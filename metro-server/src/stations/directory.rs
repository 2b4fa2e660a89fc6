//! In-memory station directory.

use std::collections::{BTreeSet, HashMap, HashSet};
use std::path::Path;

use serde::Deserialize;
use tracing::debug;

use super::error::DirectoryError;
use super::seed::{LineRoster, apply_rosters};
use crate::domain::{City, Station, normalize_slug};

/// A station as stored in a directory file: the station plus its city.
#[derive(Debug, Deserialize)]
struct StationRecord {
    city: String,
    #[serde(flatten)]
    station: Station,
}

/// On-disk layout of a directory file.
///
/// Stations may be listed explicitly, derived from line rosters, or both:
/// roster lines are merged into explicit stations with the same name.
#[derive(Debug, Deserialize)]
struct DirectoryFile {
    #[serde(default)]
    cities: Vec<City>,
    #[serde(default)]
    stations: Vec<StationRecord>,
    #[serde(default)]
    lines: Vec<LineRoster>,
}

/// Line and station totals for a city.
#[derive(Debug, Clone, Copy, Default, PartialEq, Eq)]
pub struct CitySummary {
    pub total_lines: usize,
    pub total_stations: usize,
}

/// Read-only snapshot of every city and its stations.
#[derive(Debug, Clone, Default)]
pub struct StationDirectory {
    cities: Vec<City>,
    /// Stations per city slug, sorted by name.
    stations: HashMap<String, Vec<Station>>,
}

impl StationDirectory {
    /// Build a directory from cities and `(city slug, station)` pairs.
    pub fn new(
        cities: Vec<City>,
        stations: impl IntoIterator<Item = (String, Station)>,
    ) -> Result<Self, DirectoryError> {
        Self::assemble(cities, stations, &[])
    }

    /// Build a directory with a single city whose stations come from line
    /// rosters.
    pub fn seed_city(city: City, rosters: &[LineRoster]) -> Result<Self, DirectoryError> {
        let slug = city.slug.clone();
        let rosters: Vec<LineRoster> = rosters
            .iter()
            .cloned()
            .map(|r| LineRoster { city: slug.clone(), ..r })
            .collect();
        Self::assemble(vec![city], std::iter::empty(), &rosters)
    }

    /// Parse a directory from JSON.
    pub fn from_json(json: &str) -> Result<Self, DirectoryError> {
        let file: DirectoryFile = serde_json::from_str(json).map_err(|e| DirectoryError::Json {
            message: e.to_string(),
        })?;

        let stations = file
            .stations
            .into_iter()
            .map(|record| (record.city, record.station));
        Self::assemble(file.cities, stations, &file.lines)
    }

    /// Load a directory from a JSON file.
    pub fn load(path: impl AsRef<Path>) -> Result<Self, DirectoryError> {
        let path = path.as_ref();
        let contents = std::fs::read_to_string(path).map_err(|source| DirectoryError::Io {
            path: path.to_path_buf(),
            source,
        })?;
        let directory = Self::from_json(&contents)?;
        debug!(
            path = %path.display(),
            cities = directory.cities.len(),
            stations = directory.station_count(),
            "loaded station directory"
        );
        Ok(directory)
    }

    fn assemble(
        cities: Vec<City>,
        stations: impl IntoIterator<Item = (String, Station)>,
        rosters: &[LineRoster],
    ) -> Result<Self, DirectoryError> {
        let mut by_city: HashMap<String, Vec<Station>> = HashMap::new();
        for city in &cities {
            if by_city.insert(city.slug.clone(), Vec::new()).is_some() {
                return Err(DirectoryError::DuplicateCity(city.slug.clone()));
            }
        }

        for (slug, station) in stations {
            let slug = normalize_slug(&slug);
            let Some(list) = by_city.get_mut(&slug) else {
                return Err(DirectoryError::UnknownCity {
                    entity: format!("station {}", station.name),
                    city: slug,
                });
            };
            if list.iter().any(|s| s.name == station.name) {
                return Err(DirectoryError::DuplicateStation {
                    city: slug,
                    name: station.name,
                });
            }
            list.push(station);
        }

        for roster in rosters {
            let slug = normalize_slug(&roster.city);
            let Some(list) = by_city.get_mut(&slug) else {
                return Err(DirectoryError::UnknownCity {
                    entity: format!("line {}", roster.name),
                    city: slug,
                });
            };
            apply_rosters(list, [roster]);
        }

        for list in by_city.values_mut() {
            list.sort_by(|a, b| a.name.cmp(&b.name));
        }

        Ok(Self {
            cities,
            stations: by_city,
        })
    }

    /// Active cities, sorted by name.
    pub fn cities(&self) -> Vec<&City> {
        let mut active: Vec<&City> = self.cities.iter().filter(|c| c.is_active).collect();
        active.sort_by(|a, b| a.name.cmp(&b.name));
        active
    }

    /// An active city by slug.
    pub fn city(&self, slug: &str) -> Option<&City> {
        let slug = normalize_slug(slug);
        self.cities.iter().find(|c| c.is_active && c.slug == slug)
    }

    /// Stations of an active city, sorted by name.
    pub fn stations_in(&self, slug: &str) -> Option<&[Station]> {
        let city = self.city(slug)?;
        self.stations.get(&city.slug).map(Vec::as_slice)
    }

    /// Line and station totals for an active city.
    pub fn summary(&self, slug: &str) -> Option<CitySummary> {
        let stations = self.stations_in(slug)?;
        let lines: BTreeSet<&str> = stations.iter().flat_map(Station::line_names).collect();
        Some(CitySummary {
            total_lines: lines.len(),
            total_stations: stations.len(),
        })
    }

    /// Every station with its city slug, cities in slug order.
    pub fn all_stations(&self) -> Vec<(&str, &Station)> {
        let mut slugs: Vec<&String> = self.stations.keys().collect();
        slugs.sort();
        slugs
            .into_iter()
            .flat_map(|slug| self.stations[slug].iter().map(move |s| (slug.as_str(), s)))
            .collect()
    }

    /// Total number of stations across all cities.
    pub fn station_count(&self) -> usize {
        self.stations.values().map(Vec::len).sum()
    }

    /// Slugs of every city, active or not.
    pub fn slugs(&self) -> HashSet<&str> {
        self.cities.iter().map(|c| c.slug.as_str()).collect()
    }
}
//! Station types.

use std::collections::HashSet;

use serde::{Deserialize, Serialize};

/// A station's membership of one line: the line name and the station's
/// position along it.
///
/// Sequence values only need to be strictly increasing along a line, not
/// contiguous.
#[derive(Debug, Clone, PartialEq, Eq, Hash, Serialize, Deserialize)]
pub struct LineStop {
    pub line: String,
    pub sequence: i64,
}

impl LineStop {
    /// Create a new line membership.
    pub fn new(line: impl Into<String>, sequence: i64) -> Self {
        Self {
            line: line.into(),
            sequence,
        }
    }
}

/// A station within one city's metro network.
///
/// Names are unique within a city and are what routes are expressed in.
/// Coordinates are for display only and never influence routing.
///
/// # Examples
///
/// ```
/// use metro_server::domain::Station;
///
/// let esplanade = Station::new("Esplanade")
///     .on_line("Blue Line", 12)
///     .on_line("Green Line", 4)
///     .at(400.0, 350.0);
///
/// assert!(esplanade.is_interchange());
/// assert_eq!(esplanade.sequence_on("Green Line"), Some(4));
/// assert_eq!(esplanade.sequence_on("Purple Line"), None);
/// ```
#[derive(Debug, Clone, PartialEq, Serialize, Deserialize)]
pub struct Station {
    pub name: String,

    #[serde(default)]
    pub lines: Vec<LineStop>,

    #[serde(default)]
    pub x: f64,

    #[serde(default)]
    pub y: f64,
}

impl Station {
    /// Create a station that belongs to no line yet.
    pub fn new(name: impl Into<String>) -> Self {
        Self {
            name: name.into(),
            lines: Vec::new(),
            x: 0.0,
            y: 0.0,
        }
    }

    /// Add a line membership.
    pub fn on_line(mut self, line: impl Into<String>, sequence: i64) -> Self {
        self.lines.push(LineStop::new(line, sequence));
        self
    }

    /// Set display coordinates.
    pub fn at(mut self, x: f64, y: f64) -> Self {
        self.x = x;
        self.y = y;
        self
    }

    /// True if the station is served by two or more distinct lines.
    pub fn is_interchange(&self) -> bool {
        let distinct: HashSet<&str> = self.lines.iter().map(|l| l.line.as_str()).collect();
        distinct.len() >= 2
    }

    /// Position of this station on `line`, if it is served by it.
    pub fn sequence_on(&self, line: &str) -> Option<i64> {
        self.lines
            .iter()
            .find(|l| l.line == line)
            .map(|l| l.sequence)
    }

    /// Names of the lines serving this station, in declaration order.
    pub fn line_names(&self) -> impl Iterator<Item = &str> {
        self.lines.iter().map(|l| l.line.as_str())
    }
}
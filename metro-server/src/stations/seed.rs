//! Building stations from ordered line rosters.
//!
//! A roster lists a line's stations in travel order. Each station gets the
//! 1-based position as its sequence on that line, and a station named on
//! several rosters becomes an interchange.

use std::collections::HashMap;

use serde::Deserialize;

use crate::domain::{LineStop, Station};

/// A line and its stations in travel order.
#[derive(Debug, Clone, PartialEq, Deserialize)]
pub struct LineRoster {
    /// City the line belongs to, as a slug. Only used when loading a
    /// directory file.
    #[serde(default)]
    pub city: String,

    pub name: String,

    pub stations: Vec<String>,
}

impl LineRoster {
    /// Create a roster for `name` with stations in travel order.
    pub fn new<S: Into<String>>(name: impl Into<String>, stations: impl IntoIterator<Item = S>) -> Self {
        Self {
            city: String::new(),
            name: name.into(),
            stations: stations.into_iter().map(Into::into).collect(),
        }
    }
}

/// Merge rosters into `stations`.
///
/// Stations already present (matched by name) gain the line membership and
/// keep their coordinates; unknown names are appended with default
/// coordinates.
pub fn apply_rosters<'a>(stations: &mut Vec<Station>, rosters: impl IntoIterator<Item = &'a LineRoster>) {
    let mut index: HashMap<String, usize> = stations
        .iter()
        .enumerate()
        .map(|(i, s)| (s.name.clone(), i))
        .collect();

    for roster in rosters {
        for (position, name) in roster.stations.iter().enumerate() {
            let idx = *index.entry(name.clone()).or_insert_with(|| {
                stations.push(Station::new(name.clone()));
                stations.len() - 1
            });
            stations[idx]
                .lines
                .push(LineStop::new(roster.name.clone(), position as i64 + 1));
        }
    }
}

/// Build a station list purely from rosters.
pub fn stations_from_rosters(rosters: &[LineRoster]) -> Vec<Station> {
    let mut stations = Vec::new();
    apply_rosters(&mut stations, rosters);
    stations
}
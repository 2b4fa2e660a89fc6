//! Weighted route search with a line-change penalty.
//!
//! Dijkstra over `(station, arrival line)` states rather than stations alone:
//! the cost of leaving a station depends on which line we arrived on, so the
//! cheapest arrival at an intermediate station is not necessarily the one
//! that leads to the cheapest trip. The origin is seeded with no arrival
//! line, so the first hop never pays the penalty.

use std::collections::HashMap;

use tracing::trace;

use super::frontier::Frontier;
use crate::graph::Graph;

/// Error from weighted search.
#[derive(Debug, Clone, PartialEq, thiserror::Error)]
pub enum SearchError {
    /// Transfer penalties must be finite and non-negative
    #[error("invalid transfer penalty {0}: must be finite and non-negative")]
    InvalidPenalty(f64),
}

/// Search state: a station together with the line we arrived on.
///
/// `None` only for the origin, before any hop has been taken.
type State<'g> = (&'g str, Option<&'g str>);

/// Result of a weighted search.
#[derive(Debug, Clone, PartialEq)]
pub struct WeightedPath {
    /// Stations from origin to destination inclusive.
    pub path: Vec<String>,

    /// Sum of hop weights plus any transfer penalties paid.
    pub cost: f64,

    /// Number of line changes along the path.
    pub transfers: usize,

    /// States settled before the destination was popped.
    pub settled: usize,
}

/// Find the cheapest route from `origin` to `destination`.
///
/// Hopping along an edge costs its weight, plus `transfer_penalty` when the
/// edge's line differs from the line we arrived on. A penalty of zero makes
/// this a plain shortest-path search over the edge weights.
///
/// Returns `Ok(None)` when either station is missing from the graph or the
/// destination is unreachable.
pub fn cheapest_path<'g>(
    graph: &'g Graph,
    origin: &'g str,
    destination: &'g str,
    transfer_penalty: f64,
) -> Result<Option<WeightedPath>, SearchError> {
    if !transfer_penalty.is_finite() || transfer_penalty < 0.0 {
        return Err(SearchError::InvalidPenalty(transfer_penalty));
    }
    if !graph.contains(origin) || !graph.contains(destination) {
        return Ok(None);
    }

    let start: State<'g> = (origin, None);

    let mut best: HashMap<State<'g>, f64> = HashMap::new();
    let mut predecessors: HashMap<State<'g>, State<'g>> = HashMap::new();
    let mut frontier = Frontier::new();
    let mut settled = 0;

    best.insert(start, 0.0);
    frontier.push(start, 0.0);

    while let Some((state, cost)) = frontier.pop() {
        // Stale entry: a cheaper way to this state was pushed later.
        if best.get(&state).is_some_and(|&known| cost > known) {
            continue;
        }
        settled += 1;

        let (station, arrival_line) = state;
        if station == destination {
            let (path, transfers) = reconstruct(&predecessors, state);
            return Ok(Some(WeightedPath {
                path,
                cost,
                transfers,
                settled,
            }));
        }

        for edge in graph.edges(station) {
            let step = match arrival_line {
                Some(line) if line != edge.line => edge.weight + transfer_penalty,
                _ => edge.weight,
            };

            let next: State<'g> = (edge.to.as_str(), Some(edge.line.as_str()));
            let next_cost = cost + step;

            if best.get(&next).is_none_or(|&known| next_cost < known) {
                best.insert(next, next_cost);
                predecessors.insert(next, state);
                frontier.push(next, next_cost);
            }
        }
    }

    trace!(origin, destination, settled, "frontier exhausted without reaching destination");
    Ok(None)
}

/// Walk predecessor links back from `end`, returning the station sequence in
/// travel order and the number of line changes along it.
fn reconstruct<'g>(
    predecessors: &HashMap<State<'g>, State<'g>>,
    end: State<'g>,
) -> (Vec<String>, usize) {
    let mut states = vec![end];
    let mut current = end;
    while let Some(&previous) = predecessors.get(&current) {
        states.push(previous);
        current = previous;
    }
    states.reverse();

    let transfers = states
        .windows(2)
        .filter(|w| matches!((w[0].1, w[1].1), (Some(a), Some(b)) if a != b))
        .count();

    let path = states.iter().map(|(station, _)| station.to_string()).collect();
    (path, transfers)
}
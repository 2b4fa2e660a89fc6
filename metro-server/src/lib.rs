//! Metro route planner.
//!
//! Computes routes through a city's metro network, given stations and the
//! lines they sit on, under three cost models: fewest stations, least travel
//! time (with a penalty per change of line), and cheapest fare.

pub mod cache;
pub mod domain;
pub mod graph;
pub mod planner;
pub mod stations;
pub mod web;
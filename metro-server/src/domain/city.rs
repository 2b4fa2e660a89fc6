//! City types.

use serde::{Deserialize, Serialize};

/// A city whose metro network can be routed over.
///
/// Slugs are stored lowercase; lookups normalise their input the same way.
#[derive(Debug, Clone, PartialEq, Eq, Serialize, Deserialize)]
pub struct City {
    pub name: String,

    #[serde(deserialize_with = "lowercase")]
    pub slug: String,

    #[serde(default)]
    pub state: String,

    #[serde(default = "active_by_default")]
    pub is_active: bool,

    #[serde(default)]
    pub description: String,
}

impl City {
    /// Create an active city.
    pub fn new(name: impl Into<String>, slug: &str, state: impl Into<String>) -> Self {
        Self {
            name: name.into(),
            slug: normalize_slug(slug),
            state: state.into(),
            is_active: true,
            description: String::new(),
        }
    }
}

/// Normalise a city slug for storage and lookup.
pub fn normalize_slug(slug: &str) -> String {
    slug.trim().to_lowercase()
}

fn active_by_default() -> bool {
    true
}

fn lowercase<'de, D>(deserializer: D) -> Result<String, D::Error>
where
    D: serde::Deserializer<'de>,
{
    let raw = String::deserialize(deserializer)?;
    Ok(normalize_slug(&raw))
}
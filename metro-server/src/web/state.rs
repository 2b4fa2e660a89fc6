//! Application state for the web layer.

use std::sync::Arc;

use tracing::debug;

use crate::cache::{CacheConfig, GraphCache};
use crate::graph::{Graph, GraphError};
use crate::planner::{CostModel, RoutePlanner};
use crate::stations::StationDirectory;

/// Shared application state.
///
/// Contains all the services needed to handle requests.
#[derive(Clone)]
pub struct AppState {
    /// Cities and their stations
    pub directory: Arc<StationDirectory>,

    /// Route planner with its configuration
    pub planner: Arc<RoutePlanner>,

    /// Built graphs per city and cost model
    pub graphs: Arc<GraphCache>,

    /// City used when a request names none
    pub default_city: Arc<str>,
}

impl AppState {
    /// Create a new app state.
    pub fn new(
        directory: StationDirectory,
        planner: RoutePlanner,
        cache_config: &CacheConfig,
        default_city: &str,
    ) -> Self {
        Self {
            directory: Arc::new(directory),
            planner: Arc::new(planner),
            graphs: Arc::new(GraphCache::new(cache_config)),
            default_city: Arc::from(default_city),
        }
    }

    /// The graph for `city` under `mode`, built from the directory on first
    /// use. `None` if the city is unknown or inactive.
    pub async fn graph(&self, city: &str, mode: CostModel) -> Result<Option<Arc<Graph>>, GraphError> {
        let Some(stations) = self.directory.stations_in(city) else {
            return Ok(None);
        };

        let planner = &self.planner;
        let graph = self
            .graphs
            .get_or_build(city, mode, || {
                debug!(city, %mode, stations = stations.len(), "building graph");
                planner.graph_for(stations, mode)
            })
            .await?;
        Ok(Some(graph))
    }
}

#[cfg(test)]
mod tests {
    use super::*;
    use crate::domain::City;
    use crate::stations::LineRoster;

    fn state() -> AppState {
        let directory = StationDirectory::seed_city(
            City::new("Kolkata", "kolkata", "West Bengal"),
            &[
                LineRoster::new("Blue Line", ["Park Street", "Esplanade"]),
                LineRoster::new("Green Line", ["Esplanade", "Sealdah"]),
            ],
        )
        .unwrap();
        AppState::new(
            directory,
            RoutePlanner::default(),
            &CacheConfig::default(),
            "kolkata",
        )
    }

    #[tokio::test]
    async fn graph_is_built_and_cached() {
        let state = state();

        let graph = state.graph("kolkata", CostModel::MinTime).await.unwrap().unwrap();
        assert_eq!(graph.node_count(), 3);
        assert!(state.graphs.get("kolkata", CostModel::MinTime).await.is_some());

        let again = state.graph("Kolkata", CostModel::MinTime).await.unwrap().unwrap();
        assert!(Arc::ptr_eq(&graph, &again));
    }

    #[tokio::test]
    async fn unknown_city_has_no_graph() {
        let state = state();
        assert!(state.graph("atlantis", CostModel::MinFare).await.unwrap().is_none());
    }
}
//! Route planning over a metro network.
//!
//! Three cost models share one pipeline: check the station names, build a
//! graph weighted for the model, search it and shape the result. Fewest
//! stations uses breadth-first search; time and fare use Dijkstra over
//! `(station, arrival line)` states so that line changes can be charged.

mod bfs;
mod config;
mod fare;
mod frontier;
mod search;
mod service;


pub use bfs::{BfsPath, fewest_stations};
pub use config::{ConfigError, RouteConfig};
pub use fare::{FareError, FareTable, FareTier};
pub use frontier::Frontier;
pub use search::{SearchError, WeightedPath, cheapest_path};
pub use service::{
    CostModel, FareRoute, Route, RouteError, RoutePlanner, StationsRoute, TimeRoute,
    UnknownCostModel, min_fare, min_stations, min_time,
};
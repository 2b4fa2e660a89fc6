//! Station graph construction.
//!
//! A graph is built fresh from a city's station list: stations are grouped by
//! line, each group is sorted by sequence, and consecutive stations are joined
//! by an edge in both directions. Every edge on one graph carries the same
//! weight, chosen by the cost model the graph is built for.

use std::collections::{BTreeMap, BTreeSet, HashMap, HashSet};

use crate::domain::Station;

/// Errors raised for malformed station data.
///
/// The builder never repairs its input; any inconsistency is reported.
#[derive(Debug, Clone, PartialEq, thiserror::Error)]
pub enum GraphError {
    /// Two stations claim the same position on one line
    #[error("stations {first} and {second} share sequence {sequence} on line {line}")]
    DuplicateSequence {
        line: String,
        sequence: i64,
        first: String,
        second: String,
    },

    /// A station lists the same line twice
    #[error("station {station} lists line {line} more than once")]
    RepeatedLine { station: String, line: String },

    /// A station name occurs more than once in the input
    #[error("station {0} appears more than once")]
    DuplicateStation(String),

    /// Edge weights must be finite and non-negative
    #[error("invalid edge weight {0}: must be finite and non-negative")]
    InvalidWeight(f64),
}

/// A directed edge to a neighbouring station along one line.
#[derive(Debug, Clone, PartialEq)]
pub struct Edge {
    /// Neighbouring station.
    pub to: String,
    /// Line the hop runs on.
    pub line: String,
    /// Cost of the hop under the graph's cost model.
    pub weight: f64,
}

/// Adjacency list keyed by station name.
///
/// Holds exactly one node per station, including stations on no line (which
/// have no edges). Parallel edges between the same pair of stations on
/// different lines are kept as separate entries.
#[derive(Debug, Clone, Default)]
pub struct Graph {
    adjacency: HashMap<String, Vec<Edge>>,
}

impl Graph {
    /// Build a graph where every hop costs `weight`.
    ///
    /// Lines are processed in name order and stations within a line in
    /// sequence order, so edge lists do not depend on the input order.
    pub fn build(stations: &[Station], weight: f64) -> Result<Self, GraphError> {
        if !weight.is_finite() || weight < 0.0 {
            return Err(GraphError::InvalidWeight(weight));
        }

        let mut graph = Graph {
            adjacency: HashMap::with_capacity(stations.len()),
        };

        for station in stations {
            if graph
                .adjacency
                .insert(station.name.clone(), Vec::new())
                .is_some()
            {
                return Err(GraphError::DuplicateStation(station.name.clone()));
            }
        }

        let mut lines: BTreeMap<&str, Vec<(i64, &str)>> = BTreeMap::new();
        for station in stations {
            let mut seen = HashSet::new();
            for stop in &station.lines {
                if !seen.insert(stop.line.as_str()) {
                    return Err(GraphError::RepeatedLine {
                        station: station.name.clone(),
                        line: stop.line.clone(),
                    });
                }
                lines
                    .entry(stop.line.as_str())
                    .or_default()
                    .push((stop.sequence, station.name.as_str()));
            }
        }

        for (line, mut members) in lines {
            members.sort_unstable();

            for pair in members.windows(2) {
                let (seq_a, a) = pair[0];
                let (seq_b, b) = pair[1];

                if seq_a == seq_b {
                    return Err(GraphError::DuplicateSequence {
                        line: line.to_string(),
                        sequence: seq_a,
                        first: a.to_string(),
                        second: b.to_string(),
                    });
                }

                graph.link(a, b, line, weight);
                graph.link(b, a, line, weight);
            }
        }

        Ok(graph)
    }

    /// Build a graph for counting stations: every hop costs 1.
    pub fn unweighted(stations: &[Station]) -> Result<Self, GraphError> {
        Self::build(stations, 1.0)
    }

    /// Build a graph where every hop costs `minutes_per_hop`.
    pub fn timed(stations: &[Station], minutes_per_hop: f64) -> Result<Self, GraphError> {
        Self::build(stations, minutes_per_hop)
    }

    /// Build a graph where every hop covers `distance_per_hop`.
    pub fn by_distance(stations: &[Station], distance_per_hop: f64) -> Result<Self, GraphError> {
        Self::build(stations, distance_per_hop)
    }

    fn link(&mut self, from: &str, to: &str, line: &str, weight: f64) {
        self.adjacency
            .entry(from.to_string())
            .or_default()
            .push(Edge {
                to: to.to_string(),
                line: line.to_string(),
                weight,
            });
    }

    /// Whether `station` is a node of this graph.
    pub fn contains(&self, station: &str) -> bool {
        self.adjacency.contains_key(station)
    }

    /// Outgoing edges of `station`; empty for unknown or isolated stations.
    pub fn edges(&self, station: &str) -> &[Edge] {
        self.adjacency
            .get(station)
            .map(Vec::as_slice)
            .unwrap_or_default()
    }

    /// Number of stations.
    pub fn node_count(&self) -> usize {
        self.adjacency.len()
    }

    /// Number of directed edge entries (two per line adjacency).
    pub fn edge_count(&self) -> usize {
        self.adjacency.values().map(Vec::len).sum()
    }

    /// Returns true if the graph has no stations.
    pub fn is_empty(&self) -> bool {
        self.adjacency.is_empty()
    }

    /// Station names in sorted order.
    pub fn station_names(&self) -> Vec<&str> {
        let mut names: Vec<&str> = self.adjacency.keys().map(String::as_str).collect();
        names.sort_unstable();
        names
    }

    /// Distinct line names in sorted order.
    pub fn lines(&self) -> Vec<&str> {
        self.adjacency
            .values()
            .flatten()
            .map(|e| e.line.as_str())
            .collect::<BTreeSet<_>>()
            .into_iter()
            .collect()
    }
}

→ **ACTIVITY**
Return only the number of lines in the data above that include the word "StationRecord".

→ **WRITTEN SOLUTION**
2